Researchers from the Centre for Urban Health Solutions at St. Michael's Hospital and the Institute for Clinical Evaluative Sciences (ICES) have found considerable variations in primary health care needs and delivery across Ontario — and the areas with the highest needs, including northern Ontario and large cities like Toronto, tend to receive the lowest level of care.
The new report "Geographic Variation in Primary Care Need, Service Use and Providers in Ontario 2015/16" outlines how seniors, recent immigrants and people with low incomes have the most unmet needs for primary care.
Rural areas had more senior residents and higher levels of disability, the report found. Although rural residents had greater access to team-based care, there were relatively fewer family doctors serving them.
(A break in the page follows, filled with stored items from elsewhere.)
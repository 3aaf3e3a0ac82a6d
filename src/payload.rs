//! Operations, workload languages and typed operation payloads.
//!
//! Input payloads are keyed by operation: the operation decides which field
//! set a payload must carry, so a malformed artifact is rejected when it is
//! loaded instead of when a workload tries to read it.

use std::fmt;
use std::str::FromStr;

use serde::{Deserialize, Serialize};

use crate::error::ConfigError;

/// Cryptographic operation under test.
#[derive(Clone, Copy, Debug, PartialEq, Eq, Hash, PartialOrd, Ord, Serialize, Deserialize)]
#[serde(rename_all = "snake_case")]
pub enum Operation {
    Aes256Decrypt,
    Aes256Encrypt,
    Ecc256Sign,
    Ecc256Verify,
    Ecc384Sign,
    Ecc384Verify,
    Rsa2048Decrypt,
    Rsa2048Encrypt,
    Rsa3072Decrypt,
    Rsa3072Encrypt,
    Rsa4096Decrypt,
    Rsa4096Encrypt,
    Sha256,
    Sha384,
}

/// What an operation does with its input, which fixes the payload shape.
#[derive(Clone, Copy, Debug, PartialEq, Eq)]
pub enum OperationKind {
    Encrypt,
    Decrypt,
    Sign,
    Verify,
    Digest,
}

#[derive(Clone, Copy, Debug, PartialEq, Eq)]
pub enum Family {
    Aes,
    Rsa,
    Ecc,
    Sha,
}

impl Operation {
    pub const ALL: [Operation; 14] = [
        Operation::Aes256Decrypt,
        Operation::Aes256Encrypt,
        Operation::Ecc256Sign,
        Operation::Ecc256Verify,
        Operation::Ecc384Sign,
        Operation::Ecc384Verify,
        Operation::Rsa2048Decrypt,
        Operation::Rsa2048Encrypt,
        Operation::Rsa3072Decrypt,
        Operation::Rsa3072Encrypt,
        Operation::Rsa4096Decrypt,
        Operation::Rsa4096Encrypt,
        Operation::Sha256,
        Operation::Sha384,
    ];

    pub fn as_str(&self) -> &'static str {
        match self {
            Operation::Aes256Decrypt => "aes256_decrypt",
            Operation::Aes256Encrypt => "aes256_encrypt",
            Operation::Ecc256Sign => "ecc256_sign",
            Operation::Ecc256Verify => "ecc256_verify",
            Operation::Ecc384Sign => "ecc384_sign",
            Operation::Ecc384Verify => "ecc384_verify",
            Operation::Rsa2048Decrypt => "rsa2048_decrypt",
            Operation::Rsa2048Encrypt => "rsa2048_encrypt",
            Operation::Rsa3072Decrypt => "rsa3072_decrypt",
            Operation::Rsa3072Encrypt => "rsa3072_encrypt",
            Operation::Rsa4096Decrypt => "rsa4096_decrypt",
            Operation::Rsa4096Encrypt => "rsa4096_encrypt",
            Operation::Sha256 => "sha256",
            Operation::Sha384 => "sha384",
        }
    }

    pub fn family(&self) -> Family {
        match self {
            Operation::Aes256Decrypt | Operation::Aes256Encrypt => Family::Aes,
            Operation::Ecc256Sign
            | Operation::Ecc256Verify
            | Operation::Ecc384Sign
            | Operation::Ecc384Verify => Family::Ecc,
            Operation::Rsa2048Decrypt
            | Operation::Rsa2048Encrypt
            | Operation::Rsa3072Decrypt
            | Operation::Rsa3072Encrypt
            | Operation::Rsa4096Decrypt
            | Operation::Rsa4096Encrypt => Family::Rsa,
            Operation::Sha256 | Operation::Sha384 => Family::Sha,
        }
    }

    pub fn kind(&self) -> OperationKind {
        match self {
            Operation::Aes256Encrypt
            | Operation::Rsa2048Encrypt
            | Operation::Rsa3072Encrypt
            | Operation::Rsa4096Encrypt => OperationKind::Encrypt,
            Operation::Aes256Decrypt
            | Operation::Rsa2048Decrypt
            | Operation::Rsa3072Decrypt
            | Operation::Rsa4096Decrypt => OperationKind::Decrypt,
            Operation::Ecc256Sign | Operation::Ecc384Sign => OperationKind::Sign,
            Operation::Ecc256Verify | Operation::Ecc384Verify => OperationKind::Verify,
            Operation::Sha256 | Operation::Sha384 => OperationKind::Digest,
        }
    }
}

impl fmt::Display for Operation {
    fn fmt(&self, f: &mut fmt::Formatter<'_>) -> fmt::Result {
        f.write_str(self.as_str())
    }
}

impl FromStr for Operation {
    type Err = ConfigError;

    fn from_str(s: &str) -> Result<Self, Self::Err> {
        Operation::ALL
            .iter()
            .copied()
            .find(|op| op.as_str() == s)
            .ok_or_else(|| ConfigError::UnknownOperation(s.to_string()))
    }
}

/// Implementation language of a workload.
#[derive(Clone, Copy, Debug, PartialEq, Eq, Hash, PartialOrd, Ord, Serialize, Deserialize)]
pub enum Language {
    #[serde(rename = "c#")]
    CSharp,
    #[serde(rename = "go")]
    Go,
    #[serde(rename = "java")]
    Java,
    #[serde(rename = "python")]
    Python,
    #[serde(rename = "rust")]
    Rust,
    #[serde(rename = "typescript")]
    TypeScript,
}

impl Language {
    pub const ALL: [Language; 6] = [
        Language::CSharp,
        Language::Go,
        Language::Java,
        Language::Python,
        Language::Rust,
        Language::TypeScript,
    ];

    pub fn as_str(&self) -> &'static str {
        match self {
            Language::CSharp => "c#",
            Language::Go => "go",
            Language::Java => "java",
            Language::Python => "python",
            Language::Rust => "rust",
            Language::TypeScript => "typescript",
        }
    }
}

impl fmt::Display for Language {
    fn fmt(&self, f: &mut fmt::Formatter<'_>) -> fmt::Result {
        f.write_str(self.as_str())
    }
}

impl FromStr for Language {
    type Err = ConfigError;

    fn from_str(s: &str) -> Result<Self, Self::Err> {
        match s.to_ascii_lowercase().as_str() {
            "c#" | "csharp" | "dotnet" => Ok(Language::CSharp),
            "go" => Ok(Language::Go),
            "java" => Ok(Language::Java),
            "python" => Ok(Language::Python),
            "rust" => Ok(Language::Rust),
            "typescript" | "ts" => Ok(Language::TypeScript),
            _ => Err(ConfigError::UnknownLanguage(s.to_string())),
        }
    }
}

/// Input for encrypt, sign and digest operations.
#[derive(Clone, Debug, PartialEq, Eq, Serialize, Deserialize)]
pub struct MessageInput {
    pub message: String,
}

/// Input for signature verification.
#[derive(Clone, Debug, PartialEq, Eq, Serialize, Deserialize)]
pub struct VerifyInput {
    pub message: String,
    /// Base64 signature.
    pub signature: String,
}

/// Envelope-encrypted AES-GCM message, all fields base64.
#[derive(Clone, Debug, PartialEq, Eq, Serialize, Deserialize)]
pub struct AesDecryptInput {
    pub encrypted_data_key: String,
    pub iv: String,
    pub tag: String,
    pub encrypted_message: String,
}

/// RSA-wrapped AES key plus ciphertext, all fields base64.
#[derive(Clone, Debug, PartialEq, Eq, Serialize, Deserialize)]
pub struct RsaDecryptInput {
    pub encrypted_aes_key: String,
    pub iv: String,
    pub ciphertext: String,
}

/// Canonical input for one operation.
///
/// Serializes to the bare field set the workloads read, so the wire form is
/// the same JSON object the artifact file holds.
#[derive(Clone, Debug, PartialEq, Eq, Serialize)]
#[serde(untagged)]
pub enum OperationPayload {
    Message(MessageInput),
    Verify(VerifyInput),
    AesDecrypt(AesDecryptInput),
    RsaDecrypt(RsaDecryptInput),
}

impl OperationPayload {
    /// Parse `raw` with the field set `operation` requires.
    pub fn parse(operation: Operation, raw: &str) -> Result<Self, serde_json::Error> {
        let payload = match (operation.kind(), operation.family()) {
            (OperationKind::Verify, _) => OperationPayload::Verify(serde_json::from_str(raw)?),
            (OperationKind::Decrypt, Family::Aes) => {
                OperationPayload::AesDecrypt(serde_json::from_str(raw)?)
            }
            (OperationKind::Decrypt, _) => OperationPayload::RsaDecrypt(serde_json::from_str(raw)?),
            (OperationKind::Encrypt | OperationKind::Sign | OperationKind::Digest, _) => {
                OperationPayload::Message(serde_json::from_str(raw)?)
            }
        };
        Ok(payload)
    }

    /// Compact JSON handed to the workload.
    pub fn to_json(&self) -> String {
        // Plain string fields only; serialization cannot fail.
        serde_json::to_string(self).unwrap_or_default()
    }
}

#[cfg(test)]
mod tests {
    use super::*;

    #[test]
    fn operation_names_round_trip_through_from_str() {
        for op in Operation::ALL {
            assert_eq!(op.as_str().parse::<Operation>().unwrap(), op);
        }
        assert!("md5".parse::<Operation>().is_err());
    }

    #[test]
    fn serde_names_match_artifact_names() {
        let json = serde_json::to_string(&Operation::Ecc384Verify).unwrap();
        assert_eq!(json, "\"ecc384_verify\"");
        let json = serde_json::to_string(&Language::CSharp).unwrap();
        assert_eq!(json, "\"c#\"");
    }

    #[test]
    fn language_aliases() {
        assert_eq!("csharp".parse::<Language>().unwrap(), Language::CSharp);
        assert_eq!("C#".parse::<Language>().unwrap(), Language::CSharp);
        assert_eq!("ts".parse::<Language>().unwrap(), Language::TypeScript);
        assert!("cobol".parse::<Language>().is_err());
    }

    #[test]
    fn verify_payload_requires_signature() {
        let err = OperationPayload::parse(Operation::Ecc256Verify, r#"{"message":"hi"}"#);
        assert!(err.is_err());

        let ok = OperationPayload::parse(
            Operation::Ecc256Verify,
            r#"{"message":"hi","signature":"c2ln"}"#,
        )
        .unwrap();
        assert!(matches!(ok, OperationPayload::Verify(ref v) if v.signature == "c2ln"));
    }

    #[test]
    fn decrypt_payload_shape_depends_on_family() {
        let aes = r#"{"encrypted_data_key":"a","iv":"b","tag":"c","encrypted_message":"d"}"#;
        let rsa = r#"{"encrypted_aes_key":"a","iv":"b","ciphertext":"c"}"#;

        assert!(matches!(
            OperationPayload::parse(Operation::Aes256Decrypt, aes).unwrap(),
            OperationPayload::AesDecrypt(_)
        ));
        assert!(OperationPayload::parse(Operation::Aes256Decrypt, rsa).is_err());
        assert!(matches!(
            OperationPayload::parse(Operation::Rsa3072Decrypt, rsa).unwrap(),
            OperationPayload::RsaDecrypt(_)
        ));
    }

    #[test]
    fn wire_form_is_the_bare_object() {
        let p = OperationPayload::parse(Operation::Sha256, r#"{"message":"abc"}"#).unwrap();
        assert_eq!(p.to_json(), r#"{"message":"abc"}"#);
    }
}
"We hope that the patterns, variations and gaps in care found in this report help to inform policy and planning," says Dr. Rick Glazier, lead author of the report, a scientist at the Centre for Urban Health Solutions and ICES, and a family physician at St. Michael's Hospital.
The report provides information to help Ontario's 14 Local Health Integration Networks fulfill their responsibilities for primary care planning. Data for each of the province's 76 LHIN sub-regions and Toronto's 140 neighbourhoods are mapped in categories including primary care need, primary care service use, primary care providers and teams, cross-LHIN care and gaps in care.